I am developing a MacOS application hosting a Network Extension (app proxy provider). I am signing with Developer ID certificate to distribute outside the AppStore and notarizing the host app with the following entitlements:
<?xml version="1.0" encoding="UTF-8"?>
<!DOCTYPE plist PUBLIC "-//Apple//DTD PLIST 1.0//EN" "http://www.apple.com/DTDs/PropertyList-1.0.dtd">
<plist version="1.0">
<dict>
<key>com.apple.developer.networking.networkextension</key>
<array>
<string>app-proxy-provider-systemextension</string>
</array>
<key>com.apple.developer.system-extension.install</key>
<true/>
<key>com.apple.security.application-groups</key>
<array>
<string>com.my-organization.my-group</string>
</array>
<key>com.apple.security.network.client</key>
<true/>
</dict>
</plist>
After notarizing the app, I am able to install and use the Network Extension.

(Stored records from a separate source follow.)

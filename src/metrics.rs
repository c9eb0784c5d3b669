use std::sync::atomic::AtomicI64;
use std::sync::atomic::AtomicU64;
use std::sync::atomic::Ordering;
use std::time::Duration;

/// Activity counters owned by one filesystem instance.
///
/// All counters are atomic and safe to update from any thread; they are
/// monotonic (except the open-archives gauge) and may be read at any time
/// with no ordering requirements.
#[derive(Debug, Default)]
pub struct Metrics {
    archives_open: AtomicI64,
    archives_opened: AtomicU64,
    archives_closed: AtomicU64,
    entries_reopened: AtomicU64,
    metadata_reads: AtomicU64,
    metadata_read_ns: AtomicU64,
    extract_count: AtomicU64,
    extract_ns: AtomicU64,
    extract_bytes: AtomicU64,
    fd_cache_hits: AtomicU64,
    fd_cache_misses: AtomicU64,
    pool_hits: AtomicU64,
    pool_hit_bytes: AtomicU64,
    pool_misses: AtomicU64,
    pool_miss_bytes: AtomicU64,
    errors: AtomicU64,
}

impl Metrics {
    pub(crate) fn archive_opened(&self) {
        self.archives_open.fetch_add(1, Ordering::Relaxed);
        self.archives_opened.fetch_add(1, Ordering::Relaxed);
    }

    pub(crate) fn archive_closed(&self) {
        self.archives_open.fetch_sub(1, Ordering::Relaxed);
        self.archives_closed.fetch_add(1, Ordering::Relaxed);
    }

    pub(crate) fn entry_reopened(&self) {
        self.entries_reopened.fetch_add(1, Ordering::Relaxed);
    }

    pub(crate) fn metadata_read(&self, elapsed: Duration) {
        self.metadata_reads.fetch_add(1, Ordering::Relaxed);
        self.metadata_read_ns
            .fetch_add(elapsed.as_nanos() as u64, Ordering::Relaxed);
    }

    pub(crate) fn extract(&self, elapsed: Duration, bytes: usize) {
        self.extract_count.fetch_add(1, Ordering::Relaxed);
        self.extract_ns
            .fetch_add(elapsed.as_nanos() as u64, Ordering::Relaxed);
        self.extract_bytes.fetch_add(bytes as u64, Ordering::Relaxed);
    }

    pub(crate) fn fd_cache_hit(&self) {
        self.fd_cache_hits.fetch_add(1, Ordering::Relaxed);
    }

    pub(crate) fn fd_cache_miss(&self) {
        self.fd_cache_misses.fetch_add(1, Ordering::Relaxed);
    }

    pub(crate) fn pool_hit(&self, bytes: usize) {
        self.pool_hits.fetch_add(1, Ordering::Relaxed);
        self.pool_hit_bytes.fetch_add(bytes as u64, Ordering::Relaxed);
    }

    pub(crate) fn pool_miss(&self, bytes: usize) {
        self.pool_misses.fetch_add(1, Ordering::Relaxed);
        self.pool_miss_bytes.fetch_add(bytes as u64, Ordering::Relaxed);
    }

    pub(crate) fn error(&self) {
        self.errors.fetch_add(1, Ordering::Relaxed);
    }

    /// A point-in-time copy of every counter.
    pub fn snapshot(&self) -> MetricsSnapshot {
        MetricsSnapshot {
            archives_open: self.archives_open.load(Ordering::Relaxed),
            archives_opened: self.archives_opened.load(Ordering::Relaxed),
            archives_closed: self.archives_closed.load(Ordering::Relaxed),
            entries_reopened: self.entries_reopened.load(Ordering::Relaxed),
            metadata_reads: self.metadata_reads.load(Ordering::Relaxed),
            metadata_read_ns: self.metadata_read_ns.load(Ordering::Relaxed),
            extract_count: self.extract_count.load(Ordering::Relaxed),
            extract_ns: self.extract_ns.load(Ordering::Relaxed),
            extract_bytes: self.extract_bytes.load(Ordering::Relaxed),
            fd_cache_hits: self.fd_cache_hits.load(Ordering::Relaxed),
            fd_cache_misses: self.fd_cache_misses.load(Ordering::Relaxed),
            pool_hits: self.pool_hits.load(Ordering::Relaxed),
            pool_hit_bytes: self.pool_hit_bytes.load(Ordering::Relaxed),
            pool_misses: self.pool_misses.load(Ordering::Relaxed),
            pool_miss_bytes: self.pool_miss_bytes.load(Ordering::Relaxed),
            errors: self.errors.load(Ordering::Relaxed),
        }
    }
}

/// Counter values at one point in time; what a diagnostics layer would
/// serialize.
#[derive(Clone, Copy, Debug, Default, PartialEq, Eq)]
pub struct MetricsSnapshot {
    /// Archives currently open (gauge).
    pub archives_open: i64,
    /// Archives opened since construction.
    pub archives_opened: u64,
    /// Archives closed since construction.
    pub archives_closed: u64,
    /// Entry readers discarded and freshly opened, typically to satisfy a
    /// backward seek on compressed data.
    pub entries_reopened: u64,
    /// Entry-table scans performed.
    pub metadata_reads: u64,
    /// Total nanoseconds spent scanning entry tables.
    pub metadata_read_ns: u64,
    /// Entry read operations completed.
    pub extract_count: u64,
    /// Total nanoseconds spent reading entry data.
    pub extract_ns: u64,
    /// Total entry bytes handed to the transport.
    pub extract_bytes: u64,
    /// Descriptor-cache hits.
    pub fd_cache_hits: u64,
    /// Descriptor-cache misses.
    pub fd_cache_misses: u64,
    /// Stream reads served from a pooled buffer.
    pub pool_hits: u64,
    /// Bytes requested by pool-served reads.
    pub pool_hit_bytes: u64,
    /// Stream reads that outgrew the pooled buffers.
    pub pool_misses: u64,
    /// Bytes allocated for oversized reads.
    pub pool_miss_bytes: u64,
    /// Errors surfaced to the transport.
    pub errors: u64,
}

Now I have a requirement to add the following entitlements (because I need to use some third party native libraries which are signed ad-hoc):
<key>com.apple.security.cs.allow-unsigned-executable-memory</key>
<true/>
<key>com.apple.security.cs.disable-library-validation</key>
<true/>
As soon as I add those entitlements, the application starts crashing at startup:
Exception Type: EXC_CRASH (SIGKILL (Code Signature Invalid))
Exception Codes: 0x0000000000000000, 0x0000000000000000
Termination Reason: CODESIGNING 1 Taskgated Invalid Signature
Triggered by Thread: 0
Thread 0 Crashed:
0 ??? 0x11cf78ef0 _dyld_start + 0
1 ??? 0x10f62c000 ???
Thread 0 crashed with X86 Thread State (64-bit):
rax: 0x0000000000000000 rbx: 0x0000000000000000 rcx: 0x0000000000000000 rdx: 0x0000000000000000
rdi: 0x0000000000000000 rsi: 0x0000000000000000 rbp: 0x0000000000000000 rsp: 0x00007ff7b08d3b98
r8: 0x0000000000000000 r9: 0x0000000000000000 r10: 0x0000000000000000 r11: 0x0000000000000000
r12: 0x0000000000000000 r13: 0x0000000000000000 r14: 0x0000000000000000 r15: 0x0000000000000000
rip: 0x000000011cf78ef0 rfl: 0x0000000000000200 cr2: 0x0000000000000000
Logical CPU: 0
Error Code: 0x00000000
Trap Number: 0
Binary Images:
0x11cf74000 - 0x11d00bfff ??? (*) <bba77709-6cad-3592-ab03-09d0f7b8610e> ???
0x10f62c000 - 0x10f62dfff ??? (*) <4c4c44aa-5555-3144-a128-fba98974e1e0> ???
Error Formulating Crash Report:
dyld_process_snapshot_get_shared_cache failed
If I remove the com.apple.developer.networking.networkextension
and com.apple.developer.system-extension.install
, then the app starts but of course I cannot activate and use the Network Extension.
So my question is whether the network extension entitlements and the disable-library-validation entitlements can be used together?